Problem details:
Using the data below, return the stretch from the line that contains "for Subscription aggregate" through the line that contains "user, newest first", both included, exactly as it stands and nothing beyond it.

Data listing:
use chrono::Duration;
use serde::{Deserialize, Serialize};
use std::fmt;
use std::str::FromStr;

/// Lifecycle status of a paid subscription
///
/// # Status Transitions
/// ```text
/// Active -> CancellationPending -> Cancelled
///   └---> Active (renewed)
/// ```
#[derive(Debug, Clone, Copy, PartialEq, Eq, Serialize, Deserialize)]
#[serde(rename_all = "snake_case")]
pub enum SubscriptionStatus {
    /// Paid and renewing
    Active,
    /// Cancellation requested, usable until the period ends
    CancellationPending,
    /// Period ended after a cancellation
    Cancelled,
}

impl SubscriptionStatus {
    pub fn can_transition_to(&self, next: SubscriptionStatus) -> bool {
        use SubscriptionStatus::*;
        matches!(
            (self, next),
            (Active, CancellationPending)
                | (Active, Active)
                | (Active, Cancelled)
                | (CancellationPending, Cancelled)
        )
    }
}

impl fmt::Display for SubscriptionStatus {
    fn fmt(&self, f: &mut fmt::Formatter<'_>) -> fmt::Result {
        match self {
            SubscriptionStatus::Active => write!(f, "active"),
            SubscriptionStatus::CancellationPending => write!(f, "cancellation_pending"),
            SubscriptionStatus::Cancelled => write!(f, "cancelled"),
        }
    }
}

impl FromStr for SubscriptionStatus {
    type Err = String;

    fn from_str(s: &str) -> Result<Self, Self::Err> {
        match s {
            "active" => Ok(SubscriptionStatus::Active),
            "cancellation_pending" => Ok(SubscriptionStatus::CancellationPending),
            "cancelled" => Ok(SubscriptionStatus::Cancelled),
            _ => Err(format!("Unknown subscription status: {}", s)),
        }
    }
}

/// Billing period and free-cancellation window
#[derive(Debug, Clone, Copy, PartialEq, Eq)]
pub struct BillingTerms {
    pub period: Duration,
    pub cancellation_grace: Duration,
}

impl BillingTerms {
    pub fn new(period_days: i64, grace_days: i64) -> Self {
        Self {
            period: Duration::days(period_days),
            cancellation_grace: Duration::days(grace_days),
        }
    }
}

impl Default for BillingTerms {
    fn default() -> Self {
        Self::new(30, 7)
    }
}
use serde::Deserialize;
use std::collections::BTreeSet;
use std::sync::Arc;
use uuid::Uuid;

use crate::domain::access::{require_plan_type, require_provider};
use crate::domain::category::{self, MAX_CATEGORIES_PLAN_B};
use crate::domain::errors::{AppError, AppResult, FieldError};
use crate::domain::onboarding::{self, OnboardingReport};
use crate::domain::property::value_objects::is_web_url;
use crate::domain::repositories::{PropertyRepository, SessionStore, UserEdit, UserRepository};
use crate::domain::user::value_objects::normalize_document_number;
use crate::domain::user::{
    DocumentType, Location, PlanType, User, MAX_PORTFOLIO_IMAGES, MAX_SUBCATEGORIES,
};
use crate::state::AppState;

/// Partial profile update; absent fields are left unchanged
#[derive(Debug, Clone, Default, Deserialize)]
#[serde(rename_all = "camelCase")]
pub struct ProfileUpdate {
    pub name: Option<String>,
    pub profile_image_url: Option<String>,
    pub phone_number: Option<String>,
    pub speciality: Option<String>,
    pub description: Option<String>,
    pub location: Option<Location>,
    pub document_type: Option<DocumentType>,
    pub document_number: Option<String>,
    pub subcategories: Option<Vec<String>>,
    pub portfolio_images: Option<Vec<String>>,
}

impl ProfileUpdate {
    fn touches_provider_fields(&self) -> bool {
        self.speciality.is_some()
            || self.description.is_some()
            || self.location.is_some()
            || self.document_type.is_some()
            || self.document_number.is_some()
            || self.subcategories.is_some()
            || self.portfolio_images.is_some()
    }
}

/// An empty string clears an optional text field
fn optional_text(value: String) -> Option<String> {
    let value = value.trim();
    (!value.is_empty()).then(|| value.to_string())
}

* * *

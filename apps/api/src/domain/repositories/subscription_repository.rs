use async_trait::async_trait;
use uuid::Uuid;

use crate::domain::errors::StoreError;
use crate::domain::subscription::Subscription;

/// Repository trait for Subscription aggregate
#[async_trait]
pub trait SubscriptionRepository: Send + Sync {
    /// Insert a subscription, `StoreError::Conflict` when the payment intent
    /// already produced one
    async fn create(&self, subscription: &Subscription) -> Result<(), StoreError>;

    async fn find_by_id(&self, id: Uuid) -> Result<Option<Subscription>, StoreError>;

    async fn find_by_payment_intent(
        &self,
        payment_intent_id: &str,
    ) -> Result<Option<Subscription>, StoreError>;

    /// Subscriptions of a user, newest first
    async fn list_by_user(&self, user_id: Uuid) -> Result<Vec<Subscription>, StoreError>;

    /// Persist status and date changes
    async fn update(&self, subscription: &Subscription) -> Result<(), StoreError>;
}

==

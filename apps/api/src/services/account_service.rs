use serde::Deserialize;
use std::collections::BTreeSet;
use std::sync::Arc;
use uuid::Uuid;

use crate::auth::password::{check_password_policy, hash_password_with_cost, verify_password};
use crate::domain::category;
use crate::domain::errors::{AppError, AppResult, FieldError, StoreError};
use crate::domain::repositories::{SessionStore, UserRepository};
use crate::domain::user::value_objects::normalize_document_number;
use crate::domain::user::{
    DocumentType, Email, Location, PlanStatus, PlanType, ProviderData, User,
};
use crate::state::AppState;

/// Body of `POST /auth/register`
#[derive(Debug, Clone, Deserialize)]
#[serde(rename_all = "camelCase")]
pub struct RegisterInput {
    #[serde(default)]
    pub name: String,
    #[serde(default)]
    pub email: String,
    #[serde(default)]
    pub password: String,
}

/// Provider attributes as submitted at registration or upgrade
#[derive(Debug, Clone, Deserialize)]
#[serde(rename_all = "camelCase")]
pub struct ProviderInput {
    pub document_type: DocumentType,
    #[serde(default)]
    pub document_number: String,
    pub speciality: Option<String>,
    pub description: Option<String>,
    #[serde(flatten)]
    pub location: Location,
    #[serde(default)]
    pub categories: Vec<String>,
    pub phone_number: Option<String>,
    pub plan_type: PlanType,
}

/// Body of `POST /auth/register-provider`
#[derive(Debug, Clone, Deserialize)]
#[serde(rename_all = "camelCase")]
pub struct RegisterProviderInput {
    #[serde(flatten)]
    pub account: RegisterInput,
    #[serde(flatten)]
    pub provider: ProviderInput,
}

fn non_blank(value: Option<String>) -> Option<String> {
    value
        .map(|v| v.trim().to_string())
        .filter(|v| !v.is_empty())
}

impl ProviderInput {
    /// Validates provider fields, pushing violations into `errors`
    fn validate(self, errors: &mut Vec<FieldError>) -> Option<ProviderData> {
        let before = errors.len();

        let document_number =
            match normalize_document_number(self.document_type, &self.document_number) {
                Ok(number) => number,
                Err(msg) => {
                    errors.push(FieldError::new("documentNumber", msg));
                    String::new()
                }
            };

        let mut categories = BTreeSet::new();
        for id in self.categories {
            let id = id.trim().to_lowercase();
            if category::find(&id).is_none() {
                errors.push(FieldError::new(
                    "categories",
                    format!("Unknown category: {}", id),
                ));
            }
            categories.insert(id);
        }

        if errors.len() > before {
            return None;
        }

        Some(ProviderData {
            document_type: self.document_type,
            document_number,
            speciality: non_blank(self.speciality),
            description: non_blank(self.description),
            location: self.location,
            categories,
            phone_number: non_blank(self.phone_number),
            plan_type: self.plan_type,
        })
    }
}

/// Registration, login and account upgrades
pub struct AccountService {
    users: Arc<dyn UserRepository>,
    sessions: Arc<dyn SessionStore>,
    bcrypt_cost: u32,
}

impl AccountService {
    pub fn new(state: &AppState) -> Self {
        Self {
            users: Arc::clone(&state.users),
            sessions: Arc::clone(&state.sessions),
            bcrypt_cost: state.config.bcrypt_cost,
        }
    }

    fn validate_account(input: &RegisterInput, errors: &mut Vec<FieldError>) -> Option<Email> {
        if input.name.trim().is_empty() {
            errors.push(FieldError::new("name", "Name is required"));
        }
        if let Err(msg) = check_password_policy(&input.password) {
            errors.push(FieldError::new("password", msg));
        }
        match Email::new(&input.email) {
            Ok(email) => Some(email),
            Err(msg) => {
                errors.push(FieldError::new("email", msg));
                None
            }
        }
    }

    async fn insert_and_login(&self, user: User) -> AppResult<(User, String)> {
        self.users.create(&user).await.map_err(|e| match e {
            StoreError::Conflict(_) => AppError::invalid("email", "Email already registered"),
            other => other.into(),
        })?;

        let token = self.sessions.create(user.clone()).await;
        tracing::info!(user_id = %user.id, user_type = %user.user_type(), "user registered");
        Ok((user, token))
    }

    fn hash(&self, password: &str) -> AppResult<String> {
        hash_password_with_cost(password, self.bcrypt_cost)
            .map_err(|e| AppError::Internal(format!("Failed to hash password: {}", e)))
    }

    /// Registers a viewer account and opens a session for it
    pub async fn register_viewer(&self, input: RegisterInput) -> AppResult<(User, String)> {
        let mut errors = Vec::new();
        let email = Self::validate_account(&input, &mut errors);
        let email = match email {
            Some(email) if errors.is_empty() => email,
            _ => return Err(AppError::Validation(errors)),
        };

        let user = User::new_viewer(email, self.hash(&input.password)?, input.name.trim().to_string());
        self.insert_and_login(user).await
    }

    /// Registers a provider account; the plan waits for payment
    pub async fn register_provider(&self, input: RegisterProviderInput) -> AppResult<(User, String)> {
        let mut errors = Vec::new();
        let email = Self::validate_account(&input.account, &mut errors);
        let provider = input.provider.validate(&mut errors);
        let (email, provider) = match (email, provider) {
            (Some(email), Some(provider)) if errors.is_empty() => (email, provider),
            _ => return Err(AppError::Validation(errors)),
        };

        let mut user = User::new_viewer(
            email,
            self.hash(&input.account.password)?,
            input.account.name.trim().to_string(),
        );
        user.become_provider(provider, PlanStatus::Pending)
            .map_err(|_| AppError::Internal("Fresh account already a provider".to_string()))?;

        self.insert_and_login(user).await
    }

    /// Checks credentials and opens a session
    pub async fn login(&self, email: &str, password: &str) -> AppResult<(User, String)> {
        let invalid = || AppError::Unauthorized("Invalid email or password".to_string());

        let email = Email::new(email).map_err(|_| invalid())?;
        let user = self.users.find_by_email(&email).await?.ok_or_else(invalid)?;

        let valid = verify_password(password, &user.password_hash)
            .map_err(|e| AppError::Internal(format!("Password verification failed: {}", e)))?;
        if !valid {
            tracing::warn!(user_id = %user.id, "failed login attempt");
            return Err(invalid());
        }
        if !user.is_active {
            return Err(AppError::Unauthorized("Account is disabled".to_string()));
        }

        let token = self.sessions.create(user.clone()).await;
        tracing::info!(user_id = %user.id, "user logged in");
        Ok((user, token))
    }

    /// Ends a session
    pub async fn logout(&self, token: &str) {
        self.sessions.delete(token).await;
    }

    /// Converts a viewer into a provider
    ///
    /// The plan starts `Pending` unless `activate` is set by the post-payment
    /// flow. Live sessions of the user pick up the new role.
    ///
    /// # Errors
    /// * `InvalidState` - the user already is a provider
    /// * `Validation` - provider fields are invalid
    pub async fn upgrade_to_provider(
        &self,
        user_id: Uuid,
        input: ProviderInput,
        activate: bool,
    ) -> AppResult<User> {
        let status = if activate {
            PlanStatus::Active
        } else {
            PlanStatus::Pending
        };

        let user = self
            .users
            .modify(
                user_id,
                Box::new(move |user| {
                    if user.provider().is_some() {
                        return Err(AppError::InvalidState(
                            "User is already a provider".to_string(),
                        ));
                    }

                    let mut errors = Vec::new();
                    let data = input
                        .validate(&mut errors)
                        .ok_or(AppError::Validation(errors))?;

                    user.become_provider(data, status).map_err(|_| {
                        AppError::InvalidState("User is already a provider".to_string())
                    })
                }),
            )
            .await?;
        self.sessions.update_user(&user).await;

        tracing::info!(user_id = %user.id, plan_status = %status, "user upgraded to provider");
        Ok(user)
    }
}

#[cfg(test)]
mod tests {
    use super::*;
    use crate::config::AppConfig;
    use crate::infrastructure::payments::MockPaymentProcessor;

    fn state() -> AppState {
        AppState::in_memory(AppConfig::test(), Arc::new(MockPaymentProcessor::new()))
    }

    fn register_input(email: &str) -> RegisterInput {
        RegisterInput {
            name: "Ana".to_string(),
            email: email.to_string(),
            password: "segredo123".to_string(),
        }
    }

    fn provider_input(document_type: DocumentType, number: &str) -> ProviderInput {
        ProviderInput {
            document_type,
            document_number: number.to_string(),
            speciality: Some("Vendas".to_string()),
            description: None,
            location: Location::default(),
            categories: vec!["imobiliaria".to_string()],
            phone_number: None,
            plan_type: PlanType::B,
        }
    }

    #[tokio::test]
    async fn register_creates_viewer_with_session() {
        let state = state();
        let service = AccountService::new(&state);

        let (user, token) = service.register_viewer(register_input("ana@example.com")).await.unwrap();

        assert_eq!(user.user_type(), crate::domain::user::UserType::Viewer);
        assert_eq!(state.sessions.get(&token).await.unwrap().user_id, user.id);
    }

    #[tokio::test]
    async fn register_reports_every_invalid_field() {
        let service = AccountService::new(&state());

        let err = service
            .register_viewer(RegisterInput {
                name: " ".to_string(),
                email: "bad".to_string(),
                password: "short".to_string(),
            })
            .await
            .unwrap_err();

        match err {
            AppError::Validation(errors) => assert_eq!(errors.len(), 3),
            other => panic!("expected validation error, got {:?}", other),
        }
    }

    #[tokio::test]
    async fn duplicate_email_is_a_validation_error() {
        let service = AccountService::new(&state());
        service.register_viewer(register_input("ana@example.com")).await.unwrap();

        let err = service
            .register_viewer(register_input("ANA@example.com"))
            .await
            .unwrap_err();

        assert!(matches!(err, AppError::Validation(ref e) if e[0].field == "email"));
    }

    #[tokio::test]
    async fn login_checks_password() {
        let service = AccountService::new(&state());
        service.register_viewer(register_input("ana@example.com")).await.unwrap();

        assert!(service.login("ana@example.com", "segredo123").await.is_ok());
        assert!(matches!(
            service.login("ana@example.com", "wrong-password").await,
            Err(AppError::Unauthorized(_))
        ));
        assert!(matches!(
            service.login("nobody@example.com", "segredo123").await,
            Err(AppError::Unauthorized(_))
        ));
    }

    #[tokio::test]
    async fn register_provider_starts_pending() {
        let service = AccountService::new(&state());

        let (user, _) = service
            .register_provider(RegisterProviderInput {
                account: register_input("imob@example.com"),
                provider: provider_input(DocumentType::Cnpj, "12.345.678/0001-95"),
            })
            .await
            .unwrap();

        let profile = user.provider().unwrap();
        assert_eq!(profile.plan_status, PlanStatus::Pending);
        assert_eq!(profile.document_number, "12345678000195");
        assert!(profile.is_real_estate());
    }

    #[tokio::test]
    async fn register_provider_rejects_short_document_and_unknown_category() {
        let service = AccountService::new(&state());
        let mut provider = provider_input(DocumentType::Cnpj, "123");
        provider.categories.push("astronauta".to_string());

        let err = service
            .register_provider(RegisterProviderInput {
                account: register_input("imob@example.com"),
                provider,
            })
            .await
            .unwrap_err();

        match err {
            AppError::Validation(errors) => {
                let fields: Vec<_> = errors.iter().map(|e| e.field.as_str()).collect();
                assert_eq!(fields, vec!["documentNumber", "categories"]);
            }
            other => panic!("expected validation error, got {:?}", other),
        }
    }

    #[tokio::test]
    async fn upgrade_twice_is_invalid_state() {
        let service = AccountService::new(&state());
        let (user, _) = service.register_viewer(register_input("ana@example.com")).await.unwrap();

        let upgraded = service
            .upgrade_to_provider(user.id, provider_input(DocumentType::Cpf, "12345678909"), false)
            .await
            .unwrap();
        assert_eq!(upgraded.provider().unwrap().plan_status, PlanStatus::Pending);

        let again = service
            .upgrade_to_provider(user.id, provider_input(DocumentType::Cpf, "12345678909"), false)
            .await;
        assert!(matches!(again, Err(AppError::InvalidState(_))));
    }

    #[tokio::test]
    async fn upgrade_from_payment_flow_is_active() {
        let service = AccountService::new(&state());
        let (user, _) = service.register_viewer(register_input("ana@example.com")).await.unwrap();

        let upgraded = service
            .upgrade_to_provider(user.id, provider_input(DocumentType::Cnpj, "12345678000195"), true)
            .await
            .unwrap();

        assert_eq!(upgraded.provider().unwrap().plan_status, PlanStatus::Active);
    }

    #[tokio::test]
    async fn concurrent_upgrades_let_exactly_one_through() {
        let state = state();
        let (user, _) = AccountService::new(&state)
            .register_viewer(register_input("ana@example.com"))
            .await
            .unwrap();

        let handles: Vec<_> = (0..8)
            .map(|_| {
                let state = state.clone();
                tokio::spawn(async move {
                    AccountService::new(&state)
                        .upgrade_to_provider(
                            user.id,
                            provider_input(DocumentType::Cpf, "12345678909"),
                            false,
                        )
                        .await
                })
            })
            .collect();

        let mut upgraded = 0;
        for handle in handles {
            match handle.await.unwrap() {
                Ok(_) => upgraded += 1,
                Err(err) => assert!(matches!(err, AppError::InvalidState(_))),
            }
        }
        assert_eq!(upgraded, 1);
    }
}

Solution for this problem:
/// Repository trait for Subscription aggregate
#[async_trait]
pub trait SubscriptionRepository: Send + Sync {
    /// Insert a subscription, `StoreError::Conflict` when the payment intent
    /// already produced one
    async fn create(&self, subscription: &Subscription) -> Result<(), StoreError>;

    async fn find_by_id(&self, id: Uuid) -> Result<Option<Subscription>, StoreError>;

    async fn find_by_payment_intent(
        &self,
        payment_intent_id: &str,
    ) -> Result<Option<Subscription>, StoreError>;

    /// Subscriptions of a user, newest first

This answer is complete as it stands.